Con un gesto casi despreocupado, Cristel detuvo la corriente de poder.
Los prisioneros, agotados y derrotados, cayeron al suelo, muertos por el exceso de fuerza que él mismo les había dado.
Sus cuerpos yacían esparcidos, algunos sangrando, otros simplemente desplomados, mientras Roger y Selindra apenas podían creer lo que acababan de presenciar.
Uno de los prisioneros, el más fuerte, logró arrastrarse unos metros hacia Cristel, intentando levantarse.
Pero Cristel, con una sonrisa que mezclaba calma y malicia, extendió su mano: —Ven… te ayudaré.
El prisionero la tomó con esperanza, solo para ser lanzado violentamente al aire.
En el vuelo, un hechizo lo desintegró en mil pedazos.

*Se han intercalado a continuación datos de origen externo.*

//! Conversion between Lua values and [`NativeValue`].
//!
//! Lua has one table type where the native side distinguishes sequences
//! from mappings, so tables are classified by their keys:
//!
//! | keys                         | native value        |
//! |------------------------------|---------------------|
//! | none                         | empty `Map`         |
//! | integers exactly `1..=n`     | `Array`             |
//! | strings                      | `Map`               |
//! | anything else                | `MarshalError`      |
//!
//! Tables built from a native `Array` carry a shared metatable named
//! `NativeArray`, so an empty array stays an array on the way back.
//!
//! `Null` is `nil` at the top level and the null light userdata
//! ([`Value::NULL`]) inside arrays and maps, where `nil` would erase the
//! slot. Both convert back to `Null`. Functions, coroutines and foreign
//! userdata are rejected rather than dropped.

use crate::buffer_cache::{ArrayBufferObject, BufferCache};
use crate::error::MarshalError;
use crate::value::{NativeMap, NativeValue};
use mlua::{Lua, Table, Value};

/// Deepest table nesting accepted from Lua; cyclic tables hit this bound.
pub const MAX_DEPTH: usize = 64;

/// `__name` of the metatable marking tables that hold a native array.
pub const ARRAY_TYPE_NAME: &str = "NativeArray";

const ARRAY_METATABLE_KEY: &str = "vision_bridge.array_metatable";

/// The per-state metatable given to tables built from native arrays.
fn array_metatable(lua: &Lua) -> mlua::Result<Table<'_>> {
    if let Some(metatable) = lua.named_registry_value::<Option<Table>>(ARRAY_METATABLE_KEY)? {
        return Ok(metatable);
    }
    let metatable = lua.create_table()?;
    metatable.raw_set("__name", ARRAY_TYPE_NAME)?;
    lua.set_named_registry_value(ARRAY_METATABLE_KEY, metatable.clone())?;
    Ok(metatable)
}

fn is_marked_array(table: &Table<'_>) -> bool {
    table.get_metatable().is_some_and(|metatable| {
        matches!(
            metatable.raw_get::<_, Option<String>>("__name"),
            Ok(Some(name)) if name == ARRAY_TYPE_NAME
        )
    })
}

/// Convert a Lua value into the native object model.
pub fn lua_to_native(value: &Value<'_>) -> Result<NativeValue, MarshalError> {
    to_native(value, 0)
}

/// Convert a Lua table that must describe a string-keyed mapping.
pub fn lua_table_to_map(table: &Table<'_>) -> Result<NativeMap, MarshalError> {
    match table_to_native(table, 0)? {
        NativeValue::Map(map) => Ok(map),
        other => Err(MarshalError::ExpectedMap(if other.as_array().is_some() {
            "sequence"
        } else {
            other.type_name()
        })),
    }
}

fn to_native(value: &Value<'_>, depth: usize) -> Result<NativeValue, MarshalError> {
    match value {
        Value::Nil => Ok(NativeValue::Null),
        Value::LightUserData(ud) if ud.0.is_null() => Ok(NativeValue::Null),
        Value::Boolean(b) => Ok(NativeValue::Bool(*b)),
        Value::Integer(i) => Ok(NativeValue::Int(*i)),
        Value::Number(n) => Ok(NativeValue::Double(*n)),
        Value::String(s) => s
            .to_str()
            .map(|s| NativeValue::String(s.to_owned()))
            .map_err(|_| MarshalError::InvalidUtf8),
        Value::Table(table) => table_to_native(table, depth),
        Value::UserData(ud) => match ud.borrow::<ArrayBufferObject>() {
            Ok(wrapper) => Ok(NativeValue::Buffer(wrapper.buffer().clone())),
            Err(_) => Err(MarshalError::Unsupported("userdata")),
        },
        other => Err(MarshalError::Unsupported(other.type_name())),
    }
}

fn table_to_native(table: &Table<'_>, depth: usize) -> Result<NativeValue, MarshalError> {
    if depth >= MAX_DEPTH {
        return Err(MarshalError::TooDeep(MAX_DEPTH));
    }

    let mut indexed: Vec<(i64, Value<'_>)> = Vec::new();
    let mut named: Vec<(String, Value<'_>)> = Vec::new();

    for pair in table.clone().pairs::<Value, Value>() {
        let (key, value) = pair.map_err(|err| MarshalError::Engine(err.to_string()))?;
        match key {
            Value::Integer(i) => indexed.push((i, value)),
            Value::String(s) => {
                let key = s.to_str().map_err(|_| MarshalError::InvalidUtf8)?;
                named.push((key.to_owned(), value));
            }
            other => return Err(MarshalError::NonStringKey(other.type_name())),
        }
    }

    let marked = is_marked_array(table);
    match (indexed.is_empty(), named.is_empty()) {
        (true, true) if marked => Ok(NativeValue::Array(Vec::new())),
        (true, _) if !marked => {
            let mut map = NativeMap::new();
            for (key, value) in named {
                map.insert(key, to_native(&value, depth + 1)?);
            }
            Ok(NativeValue::Map(map))
        }
        (false, true) => {
            indexed.sort_unstable_by_key(|(index, _)| *index);
            let is_sequence = indexed
                .iter()
                .enumerate()
                .all(|(position, (index, _))| usize::try_from(*index).ok() == Some(position + 1));
            if !is_sequence {
                return Err(MarshalError::MixedTable);
            }
            indexed
                .iter()
                .map(|(_, value)| to_native(value, depth + 1))
                .collect::<Result<Vec<_>, _>>()
                .map(NativeValue::Array)
        }
        _ => Err(MarshalError::MixedTable),
    }
}

/// Convert a native value into a Lua value owned by `lua`.
///
/// Buffers go through `buffers`, so the same buffer shows up as the same
/// wrapper within one execution context. A top-level `Null` is `nil`.
pub fn native_to_lua<'lua>(
    lua: &'lua Lua,
    value: &NativeValue,
    buffers: &BufferCache,
) -> mlua::Result<Value<'lua>> {
    Ok(match value {
        NativeValue::Null => Value::Nil,
        NativeValue::Bool(b) => Value::Boolean(*b),
        NativeValue::Int(i) => Value::Integer(*i),
        NativeValue::Double(d) => Value::Number(*d),
        NativeValue::String(s) => Value::String(lua.create_string(s)?),
        NativeValue::Array(items) => {
            let table = lua.create_table()?;
            for (index, item) in items.iter().enumerate() {
                table.raw_set(index + 1, element_to_lua(lua, item, buffers)?)?;
            }
            table.set_metatable(Some(array_metatable(lua)?));
            Value::Table(table)
        }
        NativeValue::Map(map) => Value::Table(native_map_to_lua(lua, map, buffers)?),
        NativeValue::Buffer(buffer) => Value::UserData(buffers.get_or_create(lua, buffer)?),
    })
}

pub fn native_map_to_lua<'lua>(
    lua: &'lua Lua,
    map: &NativeMap,
    buffers: &BufferCache,
) -> mlua::Result<Table<'lua>> {
    let table = lua.create_table()?;
    for (key, value) in map {
        table.raw_set(key.as_str(), element_to_lua(lua, value, buffers)?)?;
    }
    Ok(table)
}

/// Like [`native_to_lua`], but `Null` keeps its slot as [`Value::NULL`].
fn element_to_lua<'lua>(
    lua: &'lua Lua,
    value: &NativeValue,
    buffers: &BufferCache,
) -> mlua::Result<Value<'lua>> {
    match value {
        NativeValue::Null => Ok(Value::NULL),
        other => native_to_lua(lua, other, buffers),
    }
}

Roger y Selindra quedaron paralizados, incapaces de apartar la mirada.
La risa de Cristel resonaba en el aire, dejando una sensación de vacío absoluto.
—No se preocupen por mí —dijo, mientras comenzaba a alejarse—.
Muy pronto llegaré a Velthar… y este mundo… será mío.
Ustedes, sin embargo, podrán observar como poco a poco, mi plan de no solo dominar este mundo, si no más de uno, se hará realidad, por ahora me hire al mío porque mi trabajo aquí ya está hecho y debo mejorar más cosas.
Hasta pronto…
Sin darles oportunidad a reaccionar, Cristel se lanzó contra ellos a gran velocidad, golpeando a ambos en el estómago y dejándolos tendidos en el suelo.
Luego, con la misma calma que lo había acompañado desde su llegada, desapareció, abriendo un portal hacia su mundo y posteriormente este, cerrándose.
Eldrys estaba destruida, silenciosa y vacía, salvo por Roger y Selindra, que yacían entre los escombros, viendo las ruinas de su hogar y comprendiendo que nadie, ni siquiera ellos mismos, podrían detener a Cristel… al menos por ahora.